** Assignment **
Scan the entries below for the word "bounded" and copy every line where it turns up.

Data records:
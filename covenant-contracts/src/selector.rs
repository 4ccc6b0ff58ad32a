//! Parameter selection
//!
//! A `ParameterSelector` names the positional parameters an obligation
//! governs. It is a 63-bit bitmap: bit `i` stands for parameter `i + 1`.
//!
//! Two bitmaps are special:
//!
//! - [`EVERY_PARAMETER`] (all 63 bits) governs every parameter.
//! - `0` governs no parameter and inverts the check: the selection passes
//!   only when the filter keeps *none* of the arguments. A filter that keeps
//!   nulls over bitmap `0` therefore reads "no argument may be null".
//!
//! Filters are evaluated defensively. A panic inside a filter is caught and
//! counts as a discarded argument, so a broken filter can fail a check but
//! never unwind through the caller.

use std::fmt;

use covenant_core::{try_filter_one, Filter, FilterState};
use tracing::{debug, trace};

use crate::errors::{ContractError, ContractResult};

/// Number of positional parameters a selector can address
pub const PARAMETER_COUNT: usize = 63;

/// Bitmap selecting every parameter
pub const EVERY_PARAMETER: u64 = 0x7FFF_FFFF_FFFF_FFFF;

pub const PARAMETER_1: ParameterSelector = ParameterSelector::new(0x0001);
pub const PARAMETER_2: ParameterSelector = ParameterSelector::new(0x0002);
pub const PARAMETER_3: ParameterSelector = ParameterSelector::new(0x0004);
pub const PARAMETER_4: ParameterSelector = ParameterSelector::new(0x0008);
pub const PARAMETER_5: ParameterSelector = ParameterSelector::new(0x0010);
pub const PARAMETER_6: ParameterSelector = ParameterSelector::new(0x0020);
pub const PARAMETER_7: ParameterSelector = ParameterSelector::new(0x0040);
pub const PARAMETER_8: ParameterSelector = ParameterSelector::new(0x0080);
pub const PARAMETER_9: ParameterSelector = ParameterSelector::new(0x0100);

/// Immutable set of governed parameter positions
#[derive(Debug, Clone, Copy, PartialEq, Eq, Hash, PartialOrd, Ord, Default)]
pub struct ParameterSelector {
    bitmap: u64,
}

impl ParameterSelector {
    /// Build from a raw bitmap. Bit 63 lies outside the selector and is
    /// dropped.
    pub const fn new(bitmap: u64) -> Self {
        Self {
            bitmap: bitmap & EVERY_PARAMETER,
        }
    }

    pub const fn every() -> Self {
        Self::new(EVERY_PARAMETER)
    }

    /// The inverted, zero bitmap
    pub const fn none() -> Self {
        Self::new(0)
    }

    /// Select a single parameter, numbered from 1
    pub fn parameter(number: usize) -> Option<Self> {
        if (1..=PARAMETER_COUNT).contains(&number) {
            Some(Self::new(1 << (number - 1)))
        } else {
            None
        }
    }

    /// Select every parameter but one, numbered from 1
    pub fn every_except(number: usize) -> Option<Self> {
        Self::parameter(number).map(|single| Self::new(EVERY_PARAMETER & !single.bitmap))
    }

    /// Select the given 0-based positions
    pub fn from_positions(positions: impl IntoIterator<Item = usize>) -> ContractResult<Self> {
        let mut bitmap = 0u64;
        for position in positions {
            if position >= PARAMETER_COUNT {
                return Err(ContractError::InvalidParameter(position));
            }
            bitmap |= 1 << position;
        }
        Ok(Self::new(bitmap))
    }

    pub const fn bitmap(&self) -> u64 {
        self.bitmap
    }

    pub fn is_every(&self) -> bool {
        self.bitmap == EVERY_PARAMETER
    }

    pub fn is_none(&self) -> bool {
        self.bitmap == 0
    }

    /// Whether the 0-based `position` is selected
    pub fn is_selected(&self, position: usize) -> bool {
        position < PARAMETER_COUNT && self.bitmap & (1 << position) != 0
    }

    /// Selected 0-based positions, ascending
    pub fn positions(&self) -> Positions {
        Positions {
            remaining: self.bitmap,
        }
    }

    pub fn count(&self) -> usize {
        self.bitmap.count_ones() as usize
    }

    /// Human-readable name of the selection, used as the subject of
    /// descriptions and violation messages.
    ///
    /// Whichever of the selected or unselected positions is the shorter
    /// list is spelled out:
    ///
    /// ```
    /// use covenant_contracts::ParameterSelector;
    ///
    /// assert_eq!(ParameterSelector::new(0b100).render(), "Parameter 3");
    /// assert_eq!(ParameterSelector::new(0b10101).render(), "Every parameter in ( 1, 3, 5 )");
    /// assert_eq!(ParameterSelector::every_except(3).unwrap().render(), "Every parameter except 3");
    /// ```
    pub fn render(&self) -> String {
        if self.is_every() {
            return "Every parameter".to_string();
        }
        if self.count() == 1 {
            return format!("Parameter {}", self.bitmap.trailing_zeros() + 1);
        }

        let (included, excluded): (Vec<usize>, Vec<usize>) =
            (0..PARAMETER_COUNT).partition(|&position| self.is_selected(position));

        if included.len() == 1 {
            format!("Parameter {}", included[0] + 1)
        } else if excluded.len() == 1 {
            format!("Every parameter except {}", excluded[0] + 1)
        } else if included.len() <= excluded.len() {
            format!("Every parameter in ( {} )", numbered(&included))
        } else {
            format!("Every parameter except ( {} )", numbered(&excluded))
        }
    }

    /// Apply `filter` to the selected arguments.
    ///
    /// - no filter: kept
    /// - zero bitmap: discarded as soon as the filter keeps any argument,
    ///   kept otherwise (including for an absent or empty list)
    /// - absent list: discarded
    /// - otherwise: discarded at the first selected position that is past
    ///   the end of the list or whose argument the filter discards; kept
    ///   when every selected argument is kept
    pub fn filter_parameters<T, F>(&self, filter: Option<&F>, parameters: Option<&[T]>) -> FilterState
    where
        F: Filter<T> + ?Sized,
    {
        let Some(filter) = filter else {
            return FilterState::Kept;
        };

        if self.is_none() {
            let Some(parameters) = parameters else {
                return FilterState::Kept;
            };
            for (position, parameter) in parameters.iter().enumerate() {
                let state = guarded(filter, parameter, position);
                if state.is_kept() {
                    trace!(position, "argument kept under an inverted selection");
                    return state.opposite();
                }
            }
            return FilterState::Kept;
        }

        let Some(parameters) = parameters else {
            return FilterState::Discarded;
        };
        for position in self.positions() {
            let Some(parameter) = parameters.get(position) else {
                trace!(position, length = parameters.len(), "selected parameter is missing");
                return FilterState::Discarded;
            };
            let state = guarded(filter, parameter, position);
            if state.is_discarded() {
                return state;
            }
        }
        FilterState::Kept
    }
}

fn guarded<T, F>(filter: &F, parameter: &T, position: usize) -> FilterState
where
    F: Filter<T> + ?Sized,
{
    match try_filter_one(filter, parameter) {
        Ok(state) => {
            trace!(position, %state, "filtered parameter");
            state
        }
        Err(error) => {
            debug!(position, %error, "filter failed, parameter discarded");
            FilterState::Discarded
        }
    }
}

fn numbered(positions: &[usize]) -> String {
    positions
        .iter()
        .map(|position| (position + 1).to_string())
        .collect::<Vec<_>>()
        .join(", ")
}

impl From<u64> for ParameterSelector {
    fn from(bitmap: u64) -> Self {
        Self::new(bitmap)
    }
}

impl fmt::Display for ParameterSelector {
    fn fmt(&self, f: &mut fmt::Formatter<'_>) -> fmt::Result {
        f.write_str(&self.render())
    }
}

/// Iterator over the selected 0-based positions of a selector
#[derive(Debug, Clone)]
pub struct Positions {
    remaining: u64,
}

impl Iterator for Positions {
    type Item = usize;

    fn next(&mut self) -> Option<usize> {
        if self.remaining == 0 {
            return None;
        }
        let position = self.remaining.trailing_zeros() as usize;
        self.remaining &= self.remaining - 1;
        Some(position)
    }

    fn size_hint(&self) -> (usize, Option<usize>) {
        let count = self.remaining.count_ones() as usize;
        (count, Some(count))
    }
}

impl ExactSizeIterator for Positions {}

#[cfg(test)]
#[path = "selector_tests.rs"]
mod tests;
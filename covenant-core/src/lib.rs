//! Core types for the Covenant contract engine
//!
//! This crate provides the building blocks the contract layer composes:
//! - `Value`, the dynamic representation of a positional argument
//! - `FilterState` and the `Filter` capability, with combinators
//! - leaf filters (numbers, text, membership, containers, types)
//! - bounded string rendering for diagnostics
//! - error types

pub mod bounded;
pub mod error;
pub mod filter;
pub mod filters;
pub mod value;

pub use error::{Error, Result};
pub use filter::{try_filter_one, All, Any, Filter, FilterState, Not};
pub use value::{Value, ValueType};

** Result for this task **
//! - bounded string rendering for diagnostics
pub mod bounded;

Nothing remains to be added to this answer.